Find every line in the records below that holds the word "true" and copy it.
..............................
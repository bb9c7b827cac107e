//! The streaming content segmenter.
//!
//! [`Segmenter`] is a token-driven state machine. Fed start-tag, end-tag
//! and text events in document order, it accumulates text into two
//! buffers - a token buffer carrying in-band anchor markers for the word
//! statistics, and a render buffer holding clean text only - and emits a
//! [`TextBlock`] whenever a structural boundary forces a flush.
//!
//! The segmenter never touches bytes or attributes and never initiates
//! I/O; any pull-based HTML tokenizer can drive it. The drivers in this
//! crate feed it from `html5gum`.

use std::borrow::Cow;

use crate::document::TextDocument;
use crate::patterns::WORD_CHARACTER;
use crate::tags::{tag_action, TagAction};
use crate::textblock::TextBlock;

/// In-band marker opening a run of anchor text inside the token buffer.
pub(crate) const ANCHOR_TEXT_START: &str = "$\u{e00a}<";
/// In-band marker closing a run of anchor text inside the token buffer.
pub(crate) const ANCHOR_TEXT_END: &str = ">\u{e00a}$";

/// Visual line width for the wrapped-line statistics.
const MAX_LINE_LENGTH: i32 = 80;

/// Token-driven state machine turning an HTML token stream into an
/// ordered sequence of [`TextBlock`]s.
#[derive(Debug)]
pub struct Segmenter {
    title: Option<String>,

    /// Accumulated text plus anchor markers; source of the word counts.
    token_buffer: String,
    /// Accumulated renderable text only; becomes the block's text.
    text_buffer: String,

    depth_body: i32,
    depth_anchor: i32,
    depth_ignorable: i32,

    /// General nesting counter.
    depth_tag: i32,
    /// Depth stamped at the first text token of the current block, -1
    /// while unset. A block's level is fixed at its origin, not its
    /// deepest content.
    depth_block_tag: i32,

    last_was_whitespace: bool,

    text_blocks: Vec<TextBlock>,

    last_start_tag: String,
    last_end_tag: String,

    /// Next block-sequence offset, post-incremented on emission.
    offset_blocks: i32,

    /// A structural boundary was seen; the accumulation must flush before
    /// more text is accepted.
    flush: bool,
    in_anchor_text: bool,

    errors: Vec<String>,
}

impl Segmenter {
    #[must_use]
    pub fn new() -> Self {
        Self {
            title: None,
            token_buffer: String::new(),
            text_buffer: String::new(),
            depth_body: 0,
            depth_anchor: 0,
            depth_ignorable: 0,
            depth_tag: 0,
            depth_block_tag: -1,
            last_was_whitespace: false,
            text_blocks: Vec::new(),
            last_start_tag: String::new(),
            last_end_tag: String::new(),
            offset_blocks: 0,
            flush: false,
            in_anchor_text: false,
            errors: Vec::new(),
        }
    }

    /// Whether the current position is inside an ignorable subtree.
    #[must_use]
    pub fn in_ignorable(&self) -> bool {
        self.depth_ignorable > 0
    }

    /// The lower-cased name of the most recently closed tag.
    #[must_use]
    pub fn last_end_tag(&self) -> &str {
        &self.last_end_tag
    }

    /// Record a recoverable tokenizer error; segmentation continues.
    pub fn record_error(&mut self, message: String) {
        self.errors.push(message);
    }

    /// Feed a start tag.
    pub fn start_tag(&mut self, name: &str) {
        let name = normalized(name);
        match tag_action(&name) {
            Some(action) => {
                if action.changes_tag_level() {
                    self.depth_tag += 1;
                }
                let forces_flush = self.enter(action);
                self.flush = forces_flush || self.flush;
            }
            None => {
                self.depth_tag += 1;
                self.flush = true;
            }
        }
        self.last_start_tag.clear();
        self.last_start_tag.push_str(&name);
    }

    /// Feed an end tag. Performs the pending flush, if any.
    pub fn end_tag(&mut self, name: &str) {
        let name = normalized(name);
        match tag_action(&name) {
            Some(action) => {
                let forces_flush = self.leave(action);
                self.flush = forces_flush || self.flush;
                if action.changes_tag_level() {
                    self.depth_tag -= 1;
                }
            }
            None => {
                self.flush = true;
                self.depth_tag -= 1;
            }
        }
        if self.flush {
            self.flush_block();
            // The pending flag stays set; the next text token clears it.
        }
        self.last_end_tag.clear();
        self.last_end_tag.push_str(&name);
    }

    fn enter(&mut self, action: TagAction) -> bool {
        match action {
            TagAction::Ignorable => {
                self.depth_ignorable += 1;
                true
            }
            TagAction::Anchor => {
                self.depth_anchor += 1;
                if self.depth_anchor == 1 && !self.in_ignorable() {
                    self.add_whitespace_if_necessary();
                    self.token_buffer.push_str(ANCHOR_TEXT_START);
                    self.token_buffer.push(' ');
                    self.last_was_whitespace = true;
                }
                false
            }
            TagAction::Body => {
                self.flush_block();
                self.depth_body += 1;
                false
            }
            TagAction::InlineWhitespace => {
                self.add_whitespace_if_necessary();
                false
            }
            TagAction::InlineNoWhitespace => false,
        }
    }

    fn leave(&mut self, action: TagAction) -> bool {
        match action {
            TagAction::Ignorable => {
                self.depth_ignorable -= 1;
                true
            }
            TagAction::Anchor => {
                self.depth_anchor -= 1;
                if self.depth_anchor == 0 && !self.in_ignorable() {
                    self.add_whitespace_if_necessary();
                    self.token_buffer.push_str(ANCHOR_TEXT_END);
                    self.token_buffer.push(' ');
                    self.last_was_whitespace = true;
                }
                false
            }
            TagAction::Body => {
                self.flush_block();
                self.depth_body -= 1;
                false
            }
            TagAction::InlineWhitespace => {
                self.add_whitespace_if_necessary();
                false
            }
            TagAction::InlineNoWhitespace => false,
        }
    }

    /// Feed a text token.
    pub fn text(&mut self, raw: &str) {
        if self.flush {
            self.flush_block();
            self.flush = false;
        }

        if self.in_ignorable() || raw.is_empty() {
            return;
        }

        let (collapsed, was_first_ws, was_last_ws) = collapse_whitespace(raw);

        if collapsed.is_empty() {
            if was_first_ws || was_last_ws {
                if !self.last_was_whitespace {
                    self.text_buffer.push(' ');
                    self.token_buffer.push(' ');
                }
                self.last_was_whitespace = true;
            } else {
                self.last_was_whitespace = false;
            }
            return;
        }

        if was_first_ws && !self.last_was_whitespace {
            self.text_buffer.push(' ');
            self.token_buffer.push(' ');
        }

        if self.depth_block_tag == -1 {
            self.depth_block_tag = self.depth_tag;
        }

        self.text_buffer.push_str(&collapsed);
        self.token_buffer.push_str(&collapsed);
        if was_last_ws {
            self.text_buffer.push(' ');
            self.token_buffer.push(' ');
        }
        self.last_was_whitespace = was_last_ws;
    }

    /// Terminate the current accumulation and emit a block if it holds
    /// countable text.
    pub fn flush_block(&mut self) {
        // Pre-body content never forms a block; a title tag's text may
        // become the document title, exactly once.
        if self.depth_body == 0 {
            if self.last_start_tag == "title" {
                let title = self.token_buffer.trim();
                if !title.is_empty() && self.title.as_deref().is_none_or(str::is_empty) {
                    self.title = Some(title.to_owned());
                }
            }
            self.text_buffer.clear();
            self.token_buffer.clear();
            return;
        }

        match self.token_buffer.len() {
            0 => return,
            1 if self.last_was_whitespace => {
                self.text_buffer.clear();
                self.token_buffer.clear();
                return;
            }
            _ => {}
        }

        let mut num_words = 0usize;
        let mut num_linked_words = 0usize;
        let mut num_wrapped_lines = 0usize;
        let mut num_tokens = 0usize;
        let mut num_words_current_line = 0usize;
        // Start at -1 so the first word's leading separator is free.
        let mut current_line_length: i32 = -1;

        for token in self.token_buffer.split(' ') {
            if token == ANCHOR_TEXT_START {
                self.in_anchor_text = true;
            } else if token == ANCHOR_TEXT_END {
                self.in_anchor_text = false;
            } else if is_word(token) {
                num_tokens += 1;
                num_words += 1;
                num_words_current_line += 1;
                if self.in_anchor_text {
                    num_linked_words += 1;
                }

                let token_length = token.len() as i32;
                current_line_length += token_length + 1;
                if current_line_length > MAX_LINE_LENGTH {
                    num_wrapped_lines += 1;
                    current_line_length = token_length;
                    num_words_current_line = 1;
                }
            } else {
                num_tokens += 1;
            }
        }

        // A buffer holding nothing but anchor markers counts no tokens.
        if num_tokens == 0 {
            self.text_buffer.clear();
            self.token_buffer.clear();
            self.depth_block_tag = -1;
            return;
        }

        let num_words_in_wrapped_lines = if num_wrapped_lines == 0 {
            num_wrapped_lines = 1;
            num_words
        } else {
            num_words - num_words_current_line
        };

        let text = self.text_buffer.trim();
        if !text.is_empty() {
            self.text_blocks.push(TextBlock::new(
                text.to_owned(),
                num_words,
                num_linked_words,
                num_words_in_wrapped_lines,
                num_wrapped_lines,
                self.offset_blocks,
                self.depth_block_tag,
            ));
            self.offset_blocks += 1;
        }

        self.text_buffer.clear();
        self.token_buffer.clear();
        self.depth_block_tag = -1;
    }

    fn add_whitespace_if_necessary(&mut self) {
        if !self.last_was_whitespace {
            self.token_buffer.push(' ');
            self.text_buffer.push(' ');
            self.last_was_whitespace = true;
        }
    }

    /// Finish the run and hand the accumulated state over as a document.
    #[must_use]
    pub fn into_document(self) -> TextDocument {
        TextDocument {
            title: self.title,
            date: None,
            text_blocks: self.text_blocks,
            warnings: self.errors,
        }
    }
}

impl Default for Segmenter {
    fn default() -> Self {
        Self::new()
    }
}

fn is_word(token: &str) -> bool {
    WORD_CHARACTER.is_match(token)
}

fn normalized(name: &str) -> Cow<'_, str> {
    if name.bytes().any(|b| b.is_ascii_uppercase()) {
        Cow::Owned(name.to_ascii_lowercase())
    } else {
        Cow::Borrowed(name)
    }
}

/// Collapse internal Unicode whitespace runs to single spaces and trim,
/// reporting whether the raw text began and/or ended with whitespace.
fn collapse_whitespace(raw: &str) -> (String, bool, bool) {
    let mut collapsed = String::with_capacity(raw.len());
    let mut was_first_ws = false;
    let mut was_last_ws = false;

    for (index, ch) in raw.chars().enumerate() {
        if ch.is_whitespace() {
            if index == 0 {
                was_first_ws = true;
            }
            if !was_last_ws {
                collapsed.push(' ');
                was_last_ws = true;
            }
        } else {
            collapsed.push(ch);
            was_last_ws = false;
        }
    }

    (collapsed.trim().to_owned(), was_first_ws, was_last_ws)
}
..............................
- [Answer box]:
                self.flush = true;
                self.flush = true;
                true
                    self.last_was_whitespace = true;
                true
                    self.last_was_whitespace = true;
                self.last_was_whitespace = true;
                self.in_anchor_text = true;
            self.last_was_whitespace = true;
                was_first_ws = true;
                was_last_ws = true;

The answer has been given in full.